A novel magnetic ionic liquid-based air-assisted liquid–liquid microextraction (MIL–AALLME) technique was developed for highly selective separation of trace amounts of arsenite and arsenate species in various environmental water, sediment and soil samples prior to its determination by graphite furnace atomic absorption spectrometry (GFAAS). This highly efficient separation method combines the advantages of magnetic ionic liquid (MIL) and air-assisted liquid–liquid microextraction (AALLME) for the first time. The MIL, 1-butyl-3-methylimidazolium tetrachloroferrate ([C₄mim][FeCl₄]), was used as the extractant to simplify the microextraction procedure by magnetic separation. The variables of interest in the MIL–AALLME method, such as pH values, amounts of chelating agent, types and amounts of MIL, salt effect and number of extraction cycles were assessed and optimized systematically.

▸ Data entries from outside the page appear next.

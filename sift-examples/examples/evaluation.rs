//! Batch-evaluate the engine over mixed corpus and web questions, then print
//! and persist the report.
//!
//! Requires `GROQ_API_KEY`, `TAVILY_API_KEY`, and `OPENAI_API_KEY` (embeddings)
//! in the environment or a `.env` file.
//!
//! Run: `cargo run -p sift-examples --example evaluation`

use std::path::Path;

use sift::eval::Evaluator;
use sift::ingest::{load_text_file, write_sample_corpus, TextSplitter};
use sift::{AdaptiveRag, EngineConfig};

#[tokio::main]
async fn main() -> Result<(), Box<dyn std::error::Error>> {
    dotenv::dotenv().ok();
    tracing_subscriber::fmt()
        .with_env_filter(tracing_subscriber::EnvFilter::from_default_env())
        .init();

    let config = EngineConfig::from_env();
    let engine = AdaptiveRag::new(config)?;

    if engine.load_corpus().is_err() {
        let corpus_path = Path::new("./data/sample_corpus.txt");
        write_sample_corpus(corpus_path)?;
        let splitter =
            TextSplitter::new(engine.config().chunk_size, engine.config().chunk_overlap);
        let passages = load_text_file(corpus_path, &splitter)?;
        engine.index_corpus(&passages).await?;
    }

    let questions = [
        "What is an interlibrary loan?",
        "How does machine learning relate to artificial intelligence?",
        "What is retrieval-augmented generation?",
        "What is the weather in Paris right now?",
    ];

    let mut evaluator = Evaluator::new(&engine);
    let ok = evaluator.evaluate_batch(&questions).await;
    println!("evaluated {ok}/{} questions\n", questions.len());

    if let Some(report) = evaluator.report() {
        println!("{}", report.render());
    }

    let out = Path::new("./data/evaluation_results.json");
    evaluator.save_json(out)?;
    println!("results saved to {}", out.display());

    Ok(())
}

Under optimal extraction conditions, the MIL–AALLME method provided a good linear dynamic range (LDR) in the range of 0.04–10.0 μg L⁻¹ and the determination coefficient was 0.9991. Using the present method, the limit of detection (LOD) and the relative standard deviation (RSD) for seven replicate measurements of 2.0 μg L⁻¹ of As(III) was 0.029 μg L⁻¹ and 2.5%, respectively. The developed methodology was successfully used for inorganic arsenic speciation studies in different environmental water, sediment and soil samples with satisfactory results ranging from 93.0 to 108.5% for the spiked samples. In order to confirm the accuracy of MIL–AALLME, five standard reference materials such as GBW08605 simulated natural water and GBW07309 sediment were analyzed, and the analyzed values found by using the present methodology were in statistic agreement with the certified values.